In 1961, the NFL went from a 12 to 14 game schedule, and Reger started 13 of 14 games for the Steelers. He was again named to the Pro Bowl, and was again selected by the NEA as a second-team All-Pro, and selected first-team All-Conference by The Sporting News. He played two more years for the Steelers, but only started a total of 11 games over that time.

In his final Steelers season, Reger was seriously injured in a game against the Philadelphia Eagles. He suffered a blow to the head that caused his throat to spasm, cutting off his air supply. An ambulance eventually came with oxygen and Reger was revived. Without that intervention, he would have died. Thereafter, the NFL required teams to have oxygen on the sideline.

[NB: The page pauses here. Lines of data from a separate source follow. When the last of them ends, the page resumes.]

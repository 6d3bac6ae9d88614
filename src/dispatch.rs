use tokio::sync::mpsc;
use tokio::task::AbortHandle;

type Job = Box<dyn FnOnce() + Send + 'static>;

/// Creates a connected dispatcher/loop pair.
pub fn main_context() -> (MainDispatcher, MainLoop) {
    let (tx, rx) = mpsc::unbounded_channel();
    (MainDispatcher { tx }, MainLoop { rx })
}

#[derive(Debug, Clone)]
pub struct MainDispatcher {
    tx: mpsc::UnboundedSender<Job>,
}

impl MainDispatcher {
    /// Queues `job` for the main loop. Returns `false` if the loop is gone.
    pub fn dispatch(&self, job: impl FnOnce() + Send + 'static) -> bool {
        self.tx.send(Box::new(job)).is_ok()
    }
}

#[derive(Debug)]
pub struct MainLoop {
    rx: mpsc::UnboundedReceiver<Job>,
}

impl MainLoop {
    /// Runs the next queued job, waiting for one if needed. Returns `false`
    /// once every dispatcher has been dropped and the queue is drained.
    pub async fn turn(&mut self) -> bool {
        match self.rx.recv().await {
            Some(job) => {
                job();
                true
            }
            None => false,
        }
    }

    /// Runs jobs until every dispatcher is dropped.
    pub async fn run(mut self) {
        while self.turn().await {}
    }

    /// Runs whatever is already queued without waiting. Returns the count.
    pub fn run_pending(&mut self) -> usize {
        let mut ran = 0;
        while let Ok(job) = self.rx.try_recv() {
            job();
            ran += 1;
        }
        ran
    }
}

/// Handle to a spawned call.
#[derive(Debug, Clone)]
pub struct RequestHandle {
    abort: AbortHandle,
}

impl RequestHandle {
    pub(crate) fn new(abort: AbortHandle) -> Self {
        Self { abort }
    }

    /// Aborts the call. Its callback will not run unless it was already
    /// queued on the main loop.
    pub fn cancel(&self) {
        self.abort.abort();
    }

    pub fn is_finished(&self) -> bool {
        self.abort.is_finished()
    }
}
use bytes::Bytes;
use serde::de::DeserializeOwned;
use std::sync::Arc;
use tracing::{debug, instrument, warn};
use url::Url;

use crate::config::ClientConfig;
use crate::dispatch::{MainDispatcher, RequestHandle};
use crate::endpoint::{Empty, Endpoint, QueryItem};
use crate::errors::{ClientBuildError, EndpointClientError};
use crate::transport::{
    CallOptions, HttpTransport, Outcome, ResponseMeta, Transport, TransportRequest,
};

/// Typed result of one call plus the response metadata, when a response
/// was received.
#[derive(Debug)]
pub struct Completion<T> {
    pub result: Result<T, EndpointClientError>,
    pub response: Option<ResponseMeta>,
}

impl<T> Completion<T> {
    fn failed(error: EndpointClientError) -> Self {
        Completion {
            result: Err(error),
            response: None,
        }
    }

    pub fn into_result(self) -> Result<T, EndpointClientError> {
        self.result
    }
}

pub struct EndpointClient<T = HttpTransport> {
    config: Arc<ClientConfig>,
    transport: Arc<T>,
}

impl EndpointClient<HttpTransport> {
    pub fn new(config: ClientConfig) -> Result<Self, ClientBuildError> {
        let transport = HttpTransport::new(&config)?;
        Ok(Self::with_transport(config, transport))
    }
}

impl<T: Transport> EndpointClient<T> {
    pub fn with_transport(config: ClientConfig, transport: T) -> Self {
        EndpointClient {
            config: Arc::new(config),
            transport: Arc::new(transport),
        }
    }

    pub fn config(&self) -> &ClientConfig {
        &self.config
    }

    /// Base URL with `path` appended as path segments and `query_items`
    /// replacing any existing query.
    pub fn build_url(
        &self,
        path: &str,
        query_items: Option<&[QueryItem]>,
    ) -> Result<Url, EndpointClientError> {
        let mut url = Url::parse(&self.config.base_url).map_err(|err| {
            warn!(base_url = %self.config.base_url, error = %err, "invalid base URL");
            EndpointClientError::WrongUrl
        })?;

        if !path.is_empty() {
            url.path_segments_mut()
                .map_err(|_| EndpointClientError::WrongUrl)?
                .pop_if_empty()
                .extend(path.split('/').filter(|segment| !segment.is_empty()));
        }

        if let Some(items) = query_items {
            // Percent-encoded rather than form-encoded: a space is `%20`, never `+`.
            let query = items
                .iter()
                .map(|item| {
                    format!(
                        "{}={}",
                        urlencoding::encode(&item.name),
                        urlencoding::encode(&item.value)
                    )
                })
                .collect::<Vec<_>>()
                .join("&");
            url.set_query(Some(&query));
        }

        Ok(url)
    }

    /// Executes an endpoint expecting a decodable payload.
    #[instrument(
        name = "execute_typed",
        skip(self, endpoint),
        fields(method = %endpoint.method(), path = %endpoint.path())
    )]
    pub async fn execute_typed<R>(&self, endpoint: &Endpoint<R>) -> Completion<R>
    where
        R: DeserializeOwned,
    {
        match self.perform(endpoint).await {
            Ok(Outcome::Success { body, meta }) => Completion {
                result: decode(body.as_ref()),
                response: Some(meta),
            },
            Ok(Outcome::Failure(kind)) => Completion::failed(kind.into()),
            Err(err) => Completion::failed(err),
        }
    }

    /// Executes an endpoint expecting no payload.
    #[instrument(
        name = "execute_empty",
        skip(self, endpoint),
        fields(method = %endpoint.method(), path = %endpoint.path())
    )]
    pub async fn execute_empty(
        &self,
        endpoint: &Endpoint<Empty>,
    ) -> Result<(), EndpointClientError> {
        match self.perform(endpoint).await? {
            Outcome::Success { .. } => Ok(()),
            Outcome::Failure(kind) => Err(kind.into()),
        }
    }

    async fn perform<R>(&self, endpoint: &Endpoint<R>) -> Result<Outcome, EndpointClientError> {
        let url = self.build_url(endpoint.path(), endpoint.query_items())?;
        let body = endpoint.body()?.map(Bytes::from);
        let options = match endpoint.request_timeout() {
            Some(timeout) => CallOptions::with_timeout(timeout),
            None => CallOptions::default(),
        };

        debug!(%url, has_body = body.is_some(), ?options, "sending request");
        let request = TransportRequest {
            method: endpoint.method().into(),
            url,
            headers: endpoint.headers(),
            body,
            options,
        };
        Ok(self.transport.call(request).await)
    }
}

impl<T: Transport + 'static> EndpointClient<T> {
    /// Runs [`Self::execute_typed`] on the tokio runtime and hands the
    /// completion to `callback` on the main loop behind `dispatcher`.
    ///
    /// Must be called from within a tokio runtime.
    pub fn spawn_typed<R, F>(
        &self,
        endpoint: Endpoint<R>,
        dispatcher: &MainDispatcher,
        callback: F,
    ) -> RequestHandle
    where
        R: DeserializeOwned + Send + 'static,
        F: FnOnce(Completion<R>) + Send + 'static,
    {
        let client = self.clone();
        let dispatcher = dispatcher.clone();
        let task = tokio::spawn(async move {
            let completion = client.execute_typed(&endpoint).await;
            if !dispatcher.dispatch(move || callback(completion)) {
                warn!("main loop closed before completion was delivered");
            }
        });
        RequestHandle::new(task.abort_handle())
    }

    /// Callback form of [`Self::execute_empty`]; see [`Self::spawn_typed`].
    pub fn spawn_empty<F>(
        &self,
        endpoint: Endpoint<Empty>,
        dispatcher: &MainDispatcher,
        callback: F,
    ) -> RequestHandle
    where
        F: FnOnce(Result<(), EndpointClientError>) + Send + 'static,
    {
        let client = self.clone();
        let dispatcher = dispatcher.clone();
        let task = tokio::spawn(async move {
            let result = client.execute_empty(&endpoint).await;
            if !dispatcher.dispatch(move || callback(result)) {
                warn!("main loop closed before completion was delivered");
            }
        });
        RequestHandle::new(task.abort_handle())
    }
}

impl<T> Clone for EndpointClient<T> {
    fn clone(&self) -> Self {
        EndpointClient {
            config: Arc::clone(&self.config),
            transport: Arc::clone(&self.transport),
        }
    }
}

fn decode<R: DeserializeOwned>(body: Option<&Bytes>) -> Result<R, EndpointClientError> {
    let body = match body {
        Some(body) if !body.is_empty() => body,
        _ => return Err(EndpointClientError::NoParsingData),
    };
    serde_json::from_slice(body).map_err(|err| {
        warn!(error = %err, body = %String::from_utf8_lossy(body), "failed to decode response");
        EndpointClientError::ParsingError
    })
}
use reqwest::header::{HeaderMap, HeaderValue, ACCEPT, CACHE_CONTROL, CONTENT_TYPE};
use serde::Serialize;
use serde_json::{Map, Value};
use std::fmt;
use std::marker::PhantomData;
use std::time::Duration;

use crate::errors::EndpointClientError;

#[derive(Debug, Clone, Copy, PartialEq, Eq, Hash)]
pub enum HttpMethod {
    Get,
    Post,
    Put,
}

impl HttpMethod {
    pub fn as_str(&self) -> &'static str {
        match self {
            HttpMethod::Get => "GET",
            HttpMethod::Post => "POST",
            HttpMethod::Put => "PUT",
        }
    }

    /// Headers every request with this method carries.
    pub fn default_headers(&self) -> HeaderMap {
        let mut headers = HeaderMap::new();
        if matches!(self, HttpMethod::Post | HttpMethod::Put) {
            headers.insert(CONTENT_TYPE, HeaderValue::from_static("application/json"));
            headers.insert(ACCEPT, HeaderValue::from_static("application/json"));
        }
        headers.insert(CACHE_CONTROL, HeaderValue::from_static("no-cache"));
        headers
    }
}

impl From<HttpMethod> for reqwest::Method {
    fn from(method: HttpMethod) -> Self {
        match method {
            HttpMethod::Get => reqwest::Method::GET,
            HttpMethod::Post => reqwest::Method::POST,
            HttpMethod::Put => reqwest::Method::PUT,
        }
    }
}

impl fmt::Display for HttpMethod {
    fn fmt(&self, f: &mut fmt::Formatter<'_>) -> fmt::Result {
        f.write_str(self.as_str())
    }
}

/// One `name=value` pair of a query string.
#[derive(Debug, Clone, PartialEq, Eq)]
pub struct QueryItem {
    pub name: String,
    pub value: String,
}

impl QueryItem {
    pub fn new(name: impl Into<String>, value: impl Into<String>) -> Self {
        Self {
            name: name.into(),
            value: value.into(),
        }
    }
}

/// Response marker for endpoints that expect no payload.
#[derive(Debug, Clone, Copy, PartialEq, Eq)]
pub struct Empty;

pub struct Endpoint<R> {
    method: HttpMethod,
    path: String,
    parameters: Option<Map<String, Value>>,
    invalid_parameter: Option<String>,
    query_items: Option<Vec<QueryItem>>,
    timeout: Option<Duration>,
    _response: PhantomData<fn() -> R>,
}

impl<R> Endpoint<R> {
    fn with_method(method: HttpMethod, path: impl Into<String>) -> Self {
        Self {
            method,
            path: path.into(),
            parameters: None,
            invalid_parameter: None,
            query_items: None,
            timeout: None,
            _response: PhantomData,
        }
    }

    pub fn query(mut self, name: impl Into<String>, value: impl Into<String>) -> Self {
        self.query_items
            .get_or_insert_with(Vec::new)
            .push(QueryItem::new(name, value));
        self
    }

    /// Adds one body parameter. A value that cannot be represented as JSON
    /// is remembered and reported as `CantBuildRequestBody` on execution.
    pub fn parameter(mut self, key: impl Into<String>, value: impl Serialize) -> Self {
        let key = key.into();
        match serde_json::to_value(value) {
            Ok(value) => {
                self.parameters
                    .get_or_insert_with(Map::new)
                    .insert(key, value);
            }
            Err(err) => {
                if self.invalid_parameter.is_none() {
                    self.invalid_parameter = Some(format!("{key}: {err}"));
                }
            }
        }
        self
    }

    pub fn parameters(mut self, parameters: Map<String, Value>) -> Self {
        self.parameters
            .get_or_insert_with(Map::new)
            .extend(parameters);
        self
    }

    pub fn timeout(mut self, timeout: Duration) -> Self {
        self.timeout = Some(timeout);
        self
    }

    pub fn method(&self) -> HttpMethod {
        self.method
    }

    pub fn path(&self) -> &str {
        &self.path
    }

    pub fn headers(&self) -> HeaderMap {
        self.method.default_headers()
    }

    pub fn parameter_map(&self) -> Option<&Map<String, Value>> {
        self.parameters.as_ref()
    }

    pub fn query_items(&self) -> Option<&[QueryItem]> {
        self.query_items.as_deref()
    }

    pub fn request_timeout(&self) -> Option<Duration> {
        self.timeout
    }

    /// JSON request body, `None` when the endpoint has no parameters.
    pub fn body(&self) -> Result<Option<Vec<u8>>, EndpointClientError> {
        if let Some(reason) = &self.invalid_parameter {
            tracing::warn!(path = %self.path, %reason, "endpoint parameter is not JSON-representable");
            return Err(EndpointClientError::CantBuildRequestBody);
        }
        match &self.parameters {
            Some(parameters) => serde_json::to_vec(parameters)
                .map(Some)
                .map_err(|_| EndpointClientError::CantBuildRequestBody),
            None => Ok(None),
        }
    }
}

impl<T> Endpoint<T>
where
    T: serde::de::DeserializeOwned,
{
    /// Endpoint whose response body decodes into `T`.
    pub fn typed(method: HttpMethod, path: impl Into<String>) -> Self {
        Self::with_method(method, path)
    }
}

impl Endpoint<Empty> {
    /// Endpoint whose response carries no payload.
    pub fn empty(method: HttpMethod, path: impl Into<String>) -> Self {
        Self::with_method(method, path)
    }
}

impl<R> Clone for Endpoint<R> {
    fn clone(&self) -> Self {
        Self {
            method: self.method,
            path: self.path.clone(),
            parameters: self.parameters.clone(),
            invalid_parameter: self.invalid_parameter.clone(),
            query_items: self.query_items.clone(),
            timeout: self.timeout,
            _response: PhantomData,
        }
    }
}

impl<R> fmt::Debug for Endpoint<R> {
    fn fmt(&self, f: &mut fmt::Formatter<'_>) -> fmt::Result {
        f.debug_struct("Endpoint")
            .field("method", &self.method)
            .field("path", &self.path)
            .field("parameters", &self.parameters)
            .field("query_items", &self.query_items)
            .field("timeout", &self.timeout)
            .finish()
    }
}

=== Washington Redskins ===
Coach Buddy Parker waived Reger before the start of the 1964 season. Reger then spent his final three years in the NFL playing left linebacker for the Washington Redskins, starting in all 40 games he played. Reger had retired after the 1965 season, and moved to Florida to start a landscaping business. At the request of Washington coach Otto Graham, he came out of retirement for the 1966 season. In 1964 and 1966, he had career highs in interceptions (3), returning one for a touchdown in 1964. He had six quarterback sacks in 1964 out of his 10 total sacks, to go along with three fumble recoveries, while playing for Washington. The 1966 linebacking corps included Reger, and future Hall of Fame linebackers Sam Huff and Chris Hanburger.

Over his 12-year career, he had 15 interceptions, 20 fumble recoveries, and two defensive touchdowns.

== Personal life ==
After retiring, in 1971, Reger ended his landscaping business in Hollywood, Florida, and he and his family moved to Tampa, Florida, where they owned the Dam Shanty restaurant.

== Death ==
Reger died on September 19, 2013, in Tampa.